EXERCISE OBJECTIVE: Whatever the records say, repeat them exactly as given.

+++ DATA

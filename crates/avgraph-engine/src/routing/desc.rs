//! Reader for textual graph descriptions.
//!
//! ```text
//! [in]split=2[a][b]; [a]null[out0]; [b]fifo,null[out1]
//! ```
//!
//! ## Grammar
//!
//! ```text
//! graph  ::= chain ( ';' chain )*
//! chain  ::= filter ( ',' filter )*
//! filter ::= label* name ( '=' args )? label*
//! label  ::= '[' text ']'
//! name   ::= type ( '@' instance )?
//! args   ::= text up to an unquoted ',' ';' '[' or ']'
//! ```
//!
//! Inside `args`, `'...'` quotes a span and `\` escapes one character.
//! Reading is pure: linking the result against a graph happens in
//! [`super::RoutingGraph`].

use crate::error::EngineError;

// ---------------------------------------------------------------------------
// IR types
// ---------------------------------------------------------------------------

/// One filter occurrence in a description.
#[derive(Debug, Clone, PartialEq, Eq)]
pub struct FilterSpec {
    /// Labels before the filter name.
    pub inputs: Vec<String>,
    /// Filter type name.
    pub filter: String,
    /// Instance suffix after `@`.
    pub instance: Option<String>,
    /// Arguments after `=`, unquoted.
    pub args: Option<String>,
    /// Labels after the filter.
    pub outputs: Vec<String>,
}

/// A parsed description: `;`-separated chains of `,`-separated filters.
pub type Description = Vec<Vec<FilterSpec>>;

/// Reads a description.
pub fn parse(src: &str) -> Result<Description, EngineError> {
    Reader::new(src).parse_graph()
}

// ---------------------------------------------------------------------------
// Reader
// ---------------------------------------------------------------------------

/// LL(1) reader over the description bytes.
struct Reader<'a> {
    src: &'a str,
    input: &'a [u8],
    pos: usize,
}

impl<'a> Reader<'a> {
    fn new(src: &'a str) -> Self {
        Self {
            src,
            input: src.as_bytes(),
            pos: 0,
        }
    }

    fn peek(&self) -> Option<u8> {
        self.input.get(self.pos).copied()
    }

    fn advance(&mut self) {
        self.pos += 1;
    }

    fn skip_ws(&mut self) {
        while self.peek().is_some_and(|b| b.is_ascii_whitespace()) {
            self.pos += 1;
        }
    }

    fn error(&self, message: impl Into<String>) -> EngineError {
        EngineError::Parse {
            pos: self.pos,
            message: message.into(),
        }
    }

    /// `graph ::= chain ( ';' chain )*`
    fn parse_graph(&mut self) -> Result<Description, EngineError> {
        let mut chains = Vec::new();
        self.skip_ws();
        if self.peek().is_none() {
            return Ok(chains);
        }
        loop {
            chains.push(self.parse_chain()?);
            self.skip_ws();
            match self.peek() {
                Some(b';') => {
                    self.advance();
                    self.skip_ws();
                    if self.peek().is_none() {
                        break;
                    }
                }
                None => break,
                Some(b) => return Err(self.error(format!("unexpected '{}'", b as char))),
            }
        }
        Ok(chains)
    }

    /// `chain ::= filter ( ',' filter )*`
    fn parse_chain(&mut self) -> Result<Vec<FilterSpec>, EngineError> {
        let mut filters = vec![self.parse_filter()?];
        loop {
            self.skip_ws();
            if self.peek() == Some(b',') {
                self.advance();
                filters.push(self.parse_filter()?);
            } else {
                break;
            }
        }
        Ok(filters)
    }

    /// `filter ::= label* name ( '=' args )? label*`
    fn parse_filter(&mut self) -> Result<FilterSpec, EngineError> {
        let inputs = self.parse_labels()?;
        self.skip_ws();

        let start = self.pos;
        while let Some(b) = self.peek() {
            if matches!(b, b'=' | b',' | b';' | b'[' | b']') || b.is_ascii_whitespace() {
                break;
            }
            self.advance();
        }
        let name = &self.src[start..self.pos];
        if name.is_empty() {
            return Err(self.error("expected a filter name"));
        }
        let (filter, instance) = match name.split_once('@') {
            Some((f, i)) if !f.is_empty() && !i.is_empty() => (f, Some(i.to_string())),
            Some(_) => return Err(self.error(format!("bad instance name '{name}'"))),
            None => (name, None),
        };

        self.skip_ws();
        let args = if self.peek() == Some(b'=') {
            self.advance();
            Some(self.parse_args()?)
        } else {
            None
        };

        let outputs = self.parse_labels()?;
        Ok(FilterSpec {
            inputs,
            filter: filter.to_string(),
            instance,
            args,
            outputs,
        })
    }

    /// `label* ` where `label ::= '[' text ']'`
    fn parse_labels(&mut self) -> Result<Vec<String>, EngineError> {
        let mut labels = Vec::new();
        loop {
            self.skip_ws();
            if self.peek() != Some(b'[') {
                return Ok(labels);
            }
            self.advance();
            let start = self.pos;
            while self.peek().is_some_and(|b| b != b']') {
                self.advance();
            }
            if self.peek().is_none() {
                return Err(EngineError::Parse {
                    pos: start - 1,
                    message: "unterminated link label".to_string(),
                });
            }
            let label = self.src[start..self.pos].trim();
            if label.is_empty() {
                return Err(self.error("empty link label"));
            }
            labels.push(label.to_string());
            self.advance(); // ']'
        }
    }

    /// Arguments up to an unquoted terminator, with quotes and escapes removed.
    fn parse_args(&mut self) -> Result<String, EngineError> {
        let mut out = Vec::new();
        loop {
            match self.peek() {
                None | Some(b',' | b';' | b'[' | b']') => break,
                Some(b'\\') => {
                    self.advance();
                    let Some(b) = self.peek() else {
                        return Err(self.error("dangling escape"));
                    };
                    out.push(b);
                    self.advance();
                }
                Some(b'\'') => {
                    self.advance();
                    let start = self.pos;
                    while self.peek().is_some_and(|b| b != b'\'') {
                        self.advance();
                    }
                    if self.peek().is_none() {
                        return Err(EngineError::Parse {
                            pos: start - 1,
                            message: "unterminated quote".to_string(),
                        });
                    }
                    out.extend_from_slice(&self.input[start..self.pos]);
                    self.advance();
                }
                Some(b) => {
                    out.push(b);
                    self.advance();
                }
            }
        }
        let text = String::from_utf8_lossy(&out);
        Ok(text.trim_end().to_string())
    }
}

++++++

ANSWER TO THIS PROBLEM:
filename crates/avgraph-engine/src/routing/desc.rs
//! Reader for textual graph descriptions.
//!
//! ```text
//! [in]split=2[a][b]; [a]null[out0]; [b]fifo,null[out1]
//! ```
//!
//! ## Grammar
//!
//! ```text
//! graph  ::= chain ( ';' chain )*
//! chain  ::= filter ( ',' filter )*
//! filter ::= label* name ( '=' args )? label*
//! label  ::= '[' text ']'
//! name   ::= type ( '@' instance )?
//! args   ::= text up to an unquoted ',' ';' '[' or ']'
//! ```
//!
//! Inside `args`, `'...'` quotes a span and `\` escapes one character.
//! Reading is pure: linking the result against a graph happens in
//! [`super::RoutingGraph`].

use crate::error::EngineError;

// ---------------------------------------------------------------------------
// IR types
// ---------------------------------------------------------------------------

/// One filter occurrence in a description.
#[derive(Debug, Clone, PartialEq, Eq)]
pub struct FilterSpec {
    /// Labels before the filter name.
    pub inputs: Vec<String>,
    /// Filter type name.
    pub filter: String,
    /// Instance suffix after `@`.
    pub instance: Option<String>,
    /// Arguments after `=`, unquoted.
    pub args: Option<String>,
    /// Labels after the filter.
    pub outputs: Vec<String>,
}

/// A parsed description: `;`-separated chains of `,`-separated filters.
pub type Description = Vec<Vec<FilterSpec>>;

/// Reads a description.
pub fn parse(src: &str) -> Result<Description, EngineError> {
    Reader::new(src).parse_graph()
}

// ---------------------------------------------------------------------------
// Reader
// ---------------------------------------------------------------------------

/// LL(1) reader over the description bytes.
struct Reader<'a> {
    src: &'a str,
    input: &'a [u8],
    pos: usize,
}

impl<'a> Reader<'a> {
    fn new(src: &'a str) -> Self {
        Self {
            src,
            input: src.as_bytes(),
            pos: 0,
        }
    }

    fn peek(&self) -> Option<u8> {
        self.input.get(self.pos).copied()
    }

    fn advance(&mut self) {
        self.pos += 1;
    }

    fn skip_ws(&mut self) {
        while self.peek().is_some_and(|b| b.is_ascii_whitespace()) {
            self.pos += 1;
        }
    }

    fn error(&self, message: impl Into<String>) -> EngineError {
        EngineError::Parse {
            pos: self.pos,
            message: message.into(),
        }
    }

    /// `graph ::= chain ( ';' chain )*`
    fn parse_graph(&mut self) -> Result<Description, EngineError> {
        let mut chains = Vec::new();
        self.skip_ws();
        if self.peek().is_none() {
            return Ok(chains);
        }
        loop {
            chains.push(self.parse_chain()?);
            self.skip_ws();
            match self.peek() {
                Some(b';') => {
                    self.advance();
                    self.skip_ws();
                    if self.peek().is_none() {
                        break;
                    }
                }
                None => break,
                Some(b) => return Err(self.error(format!("unexpected '{}'", b as char))),
            }
        }
        Ok(chains)
    }

    /// `chain ::= filter ( ',' filter )*`
    fn parse_chain(&mut self) -> Result<Vec<FilterSpec>, EngineError> {
        let mut filters = vec![self.parse_filter()?];
        loop {
            self.skip_ws();
            if self.peek() == Some(b',') {
                self.advance();
                filters.push(self.parse_filter()?);
            } else {
                break;
            }
        }
        Ok(filters)
    }

    /// `filter ::= label* name ( '=' args )? label*`
    fn parse_filter(&mut self) -> Result<FilterSpec, EngineError> {
        let inputs = self.parse_labels()?;
        self.skip_ws();

        let start = self.pos;
        while let Some(b) = self.peek() {
            if matches!(b, b'=' | b',' | b';' | b'[' | b']') || b.is_ascii_whitespace() {
                break;
            }
            self.advance();
        }
        let name = &self.src[start..self.pos];
        if name.is_empty() {
            return Err(self.error("expected a filter name"));
        }
        let (filter, instance) = match name.split_once('@') {
            Some((f, i)) if !f.is_empty() && !i.is_empty() => (f, Some(i.to_string())),
            Some(_) => return Err(self.error(format!("bad instance name '{name}'"))),
            None => (name, None),
        };

        self.skip_ws();
        let args = if self.peek() == Some(b'=') {
            self.advance();
            Some(self.parse_args()?)
        } else {
            None
        };

        let outputs = self.parse_labels()?;
        Ok(FilterSpec {
            inputs,
            filter: filter.to_string(),
            instance,
            args,
            outputs,
        })
    }

    /// `label* ` where `label ::= '[' text ']'`
    fn parse_labels(&mut self) -> Result<Vec<String>, EngineError> {
        let mut labels = Vec::new();
        loop {
            self.skip_ws();
            if self.peek() != Some(b'[') {
                return Ok(labels);
            }
            self.advance();
            let start = self.pos;
            while self.peek().is_some_and(|b| b != b']') {
                self.advance();
            }
            if self.peek().is_none() {
                return Err(EngineError::Parse {
                    pos: start - 1,
                    message: "unterminated link label".to_string(),
                });
            }
            let label = self.src[start..self.pos].trim();
            if label.is_empty() {
                return Err(self.error("empty link label"));
            }
            labels.push(label.to_string());
            self.advance(); // ']'
        }
    }

    /// Arguments up to an unquoted terminator, with quotes and escapes removed.
    fn parse_args(&mut self) -> Result<String, EngineError> {
        let mut out = Vec::new();
        loop {
            match self.peek() {
                None | Some(b',' | b';' | b'[' | b']') => break,
                Some(b'\\') => {
                    self.advance();
                    let Some(b) = self.peek() else {
                        return Err(self.error("dangling escape"));
                    };
                    out.push(b);
                    self.advance();
                }
                Some(b'\'') => {
                    self.advance();
                    let start = self.pos;
                    while self.peek().is_some_and(|b| b != b'\'') {
                        self.advance();
                    }
                    if self.peek().is_none() {
                        return Err(EngineError::Parse {
                            pos: start - 1,
                            message: "unterminated quote".to_string(),
                        });
                    }
                    out.extend_from_slice(&self.input[start..self.pos]);
                    self.advance();
                }
                Some(b) => {
                    out.push(b);
                    self.advance();
                }
            }
        }
        let text = String::from_utf8_lossy(&out);
        Ok(text.trim_end().to_string())
    }
}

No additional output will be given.